- Provided data
══════════

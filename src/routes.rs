//! 路由注册
//! 创建所有 API 路由并应用中间件

use axum::{
    http::{header, HeaderValue, Method},
    middleware::from_fn_with_state,
    routing::{delete, get, post, put},
    Router,
};
use std::sync::Arc;
use tower_http::{
    compression::CompressionLayer,
    cors::{AllowOrigin, CorsLayer},
    limit::RequestBodyLimitLayer,
};

use crate::{
    auth::middleware::{optional_auth, require_auth, require_role},
    handlers,
    middleware::AppState,
    models::user::Role,
};

/// 请求体上限（博客正文可能较长）
const MAX_BODY_BYTES: usize = 2 * 1024 * 1024;

/// 创建应用路由
///
/// 访问控制按路由组声明：`route_layer` 后添加的先执行，
/// 因此管理员路由先叠加 require_role，再叠加 require_auth。
pub fn create_router(state: Arc<AppState>) -> Router {
    let codec = state.codec.clone();

    // 公开端点
    let public_routes = Router::new()
        .route("/", get(handlers::health::root))
        .route("/health", get(handlers::health::health_check))
        .route("/ready", get(handlers::health::readiness_check))
        .route("/api/auth/register", post(handlers::auth::register))
        .route("/api/auth/login", post(handlers::auth::login))
        .route("/api/auth/logout", post(handlers::auth::logout))
        .route("/api/messages", post(handlers::message::create_message));

    // 可选认证：匿名可读，登录后可见自己的私有博客
    let optional_routes = Router::new()
        .route("/api/blogs", get(handlers::blog::list_blogs))
        .route("/api/blogs/{id}", get(handlers::blog::get_blog))
        .route_layer(from_fn_with_state(codec.clone(), optional_auth));

    // 需要认证的路由
    let authenticated_routes = Router::new()
        .route("/api/auth/me", get(handlers::auth::me))
        .route("/api/auth/edit", put(handlers::auth::edit_profile))
        .route("/api/blogs/{id}/like", post(handlers::blog::like_blog))
        .route("/api/blogs/{id}/comment", post(handlers::blog::comment_blog))
        .route(
            "/api/blogs/{id}/comment/{comment_id}",
            delete(handlers::blog::delete_comment),
        )
        .route_layer(from_fn_with_state(codec.clone(), require_auth));

    // 管理员路由
    let admin_routes = Router::new()
        .route("/api/blogs/create", post(handlers::blog::create_blog))
        .route(
            "/api/blogs/{id}",
            put(handlers::blog::update_blog).delete(handlers::blog::delete_blog),
        )
        .route("/api/messages", get(handlers::message::list_messages))
        .route(
            "/api/messages/{id}",
            delete(handlers::message::delete_message),
        )
        .route_layer(from_fn_with_state(Role::Admin, require_role))
        .route_layer(from_fn_with_state(codec, require_auth));

    Router::new()
        .merge(public_routes)
        .merge(optional_routes)
        .merge(authenticated_routes)
        .merge(admin_routes)
        .layer(CompressionLayer::new())
        .layer(RequestBodyLimitLayer::new(MAX_BODY_BYTES))
        .layer(axum::middleware::from_fn(
            crate::middleware::request_tracking_middleware,
        ))
        .layer(cors_layer(&state.config.server.cors_origin))
        .with_state(state)
}

/// 单一来源、允许携带 Cookie 的 CORS 配置
fn cors_layer(origin: &str) -> CorsLayer {
    let allow_origin = match HeaderValue::from_str(origin) {
        Ok(value) => AllowOrigin::exact(value),
        Err(e) => {
            tracing::warn!(origin = %origin, error = %e, "Invalid CORS origin, cross-origin requests disabled");
            AllowOrigin::list(Vec::<HeaderValue>::new())
        }
    };

    CorsLayer::new()
        .allow_origin(allow_origin)
        .allow_credentials(true)
        .allow_methods([
            Method::GET,
            Method::POST,
            Method::PUT,
            Method::DELETE,
            Method::OPTIONS,
        ])
        .allow_headers([header::CONTENT_TYPE, header::AUTHORIZATION])
}
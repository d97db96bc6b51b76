//! 统一错误模型
//! 定义所有错误类型和错误响应格式

use axum::{
    http::StatusCode,
    response::{IntoResponse, Json, Response},
};
use serde::Serialize;
use thiserror::Error;

use crate::auth::jwt::VerificationError;

/// 结果类型别名
pub type Result<T> = std::result::Result<T, AppError>;

/// 应用错误类型
#[derive(Debug, Error)]
pub enum AppError {
    #[error("Database error: {0}")]
    Database(#[from] sqlx::Error),

    #[error("Configuration error: {0}")]
    Config(String),

    /// 请求未携带任何凭证
    #[error("Not authenticated")]
    Unauthenticated,

    /// 携带了令牌但校验失败（签名、过期、结构错误统一对外）
    #[error("Token rejected: {0}")]
    TokenInvalid(#[from] VerificationError),

    #[error("Invalid credentials: {0}")]
    InvalidCredentials(String),

    #[error("Forbidden: {0}")]
    Forbidden(String),

    #[error("Resource not found: {0}")]
    NotFound(String),

    #[error("Conflict: {0}")]
    Conflict(String),

    #[error("Invalid request: {0}")]
    BadRequest(String),

    #[error("Validation error: {0}")]
    Validation(String),

    #[error("Internal server error: {0}")]
    Internal(String),
}

impl AppError {
    /// 获取 HTTP 状态码
    pub fn status_code(&self) -> StatusCode {
        match self {
            AppError::Unauthenticated | AppError::InvalidCredentials(_) => StatusCode::UNAUTHORIZED,
            AppError::TokenInvalid(_) | AppError::Forbidden(_) => StatusCode::FORBIDDEN,
            AppError::NotFound(_) => StatusCode::NOT_FOUND,
            AppError::Conflict(_) => StatusCode::CONFLICT,
            AppError::BadRequest(_) | AppError::Validation(_) => StatusCode::BAD_REQUEST,
            AppError::Database(_) | AppError::Config(_) | AppError::Internal(_) => {
                StatusCode::INTERNAL_SERVER_ERROR
            }
        }
    }

    /// 获取用户友好的错误消息（不包含敏感信息）
    pub fn user_message(&self) -> String {
        match self {
            AppError::Unauthenticated => "Not Authenticated!".to_string(),
            AppError::TokenInvalid(_) => "Token is not Valid!".to_string(),
            AppError::InvalidCredentials(msg)
            | AppError::Forbidden(msg)
            | AppError::NotFound(msg)
            | AppError::Conflict(msg)
            | AppError::BadRequest(msg)
            | AppError::Validation(msg) => msg.clone(),
            AppError::Database(_) => "Database error occurred".to_string(),
            AppError::Config(_) => "Configuration error".to_string(),
            AppError::Internal(_) => "Internal server error".to_string(),
        }
    }

    /// 获取错误码
    pub fn code(&self) -> u16 {
        self.status_code().as_u16()
    }

    // 便捷方法
    pub fn forbidden(msg: &str) -> Self {
        AppError::Forbidden(msg.to_string())
    }

    pub fn not_found(msg: &str) -> Self {
        AppError::NotFound(msg.to_string())
    }

    pub fn conflict(msg: &str) -> Self {
        AppError::Conflict(msg.to_string())
    }

    pub fn validation(msg: &str) -> Self {
        AppError::Validation(msg.to_string())
    }

    pub fn internal_error(msg: &str) -> Self {
        AppError::Internal(msg.to_string())
    }

    /// 写入时的唯一约束冲突转换为 Conflict，其余数据库错误原样保留
    pub fn on_unique_violation(err: sqlx::Error, msg: &str) -> Self {
        let is_unique = err
            .as_database_error()
            .map(|db_err| db_err.is_unique_violation())
            .unwrap_or(false);

        if is_unique {
            AppError::Conflict(msg.to_string())
        } else {
            AppError::Database(err)
        }
    }
}

/// 错误响应 DTO
#[derive(Serialize)]
#[serde(rename_all = "camelCase")]
pub struct ErrorResponse {
    pub message: String,
    pub request_id: String,
}

impl IntoResponse for AppError {
    fn into_response(self) -> Response {
        let status = self.status_code();
        let request_id = uuid::Uuid::new_v4().to_string();

        let error_response = ErrorResponse {
            message: self.user_message(),
            request_id,
        };

        // 记录错误日志：服务端错误记 error，客户端错误记 warn
        if status.is_server_error() {
            tracing::error!(
                code = self.code(),
                message = %self,
                request_id = %error_response.request_id,
                "Application error"
            );
        } else {
            tracing::warn!(
                code = self.code(),
                message = %self,
                request_id = %error_response.request_id,
                "Request rejected"
            );
        }

        (status, Json(error_response)).into_response()
    }
}

/// 从 config::ConfigError 转换
impl From<config::ConfigError> for AppError {
    fn from(e: config::ConfigError) -> Self {
        AppError::Config(e.to_string())
    }
}

/// 从 validator 校验错误转换，取第一条字段错误的提示
impl From<validator::ValidationErrors> for AppError {
    fn from(errors: validator::ValidationErrors) -> Self {
        let message = errors
            .field_errors()
            .into_iter()
            .flat_map(|(_, errs)| errs.iter())
            .find_map(|e| e.message.as_ref().map(|m| m.to_string()))
            .unwrap_or_else(|| errors.to_string());

        AppError::Validation(message)
    }
}

#[cfg(test)]
mod tests {
    use super::*;

    #[test]
    fn test_error_codes() {
        assert_eq!(AppError::Unauthenticated.code(), 401);
        assert_eq!(AppError::TokenInvalid(VerificationError::Expired).code(), 403);
        assert_eq!(AppError::forbidden("Access denied").code(), 403);
        assert_eq!(AppError::not_found("Blog not found").code(), 404);
        assert_eq!(AppError::conflict("Already liked").code(), 409);
        assert_eq!(AppError::BadRequest("test".to_string()).code(), 400);
    }

    #[test]
    fn test_token_failures_collapse_to_one_message() {
        for cause in [
            VerificationError::SignatureInvalid,
            VerificationError::Expired,
            VerificationError::Malformed,
        ] {
            assert_eq!(AppError::TokenInvalid(cause).user_message(), "Token is not Valid!");
        }
    }

    #[test]
    fn test_user_message_no_sensitive_info() {
        let error = AppError::Database(sqlx::Error::RowNotFound);
        let message = error.user_message();
        assert_eq!(message, "Database error occurred");
        assert!(!message.contains("sqlx"));
    }

    #[test]
    fn test_non_unique_database_error_is_kept() {
        let error = AppError::on_unique_violation(sqlx::Error::RowNotFound, "Email already taken");
        assert!(matches!(error, AppError::Database(_)));
    }
}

══════════

- What you have to do
Filter this listing and copy only the lines holding the word "messages".

- Response
        .route("/api/messages", post(handlers::message::create_message));
        .route("/api/messages", get(handlers::message::list_messages))
            "/api/messages/{id}",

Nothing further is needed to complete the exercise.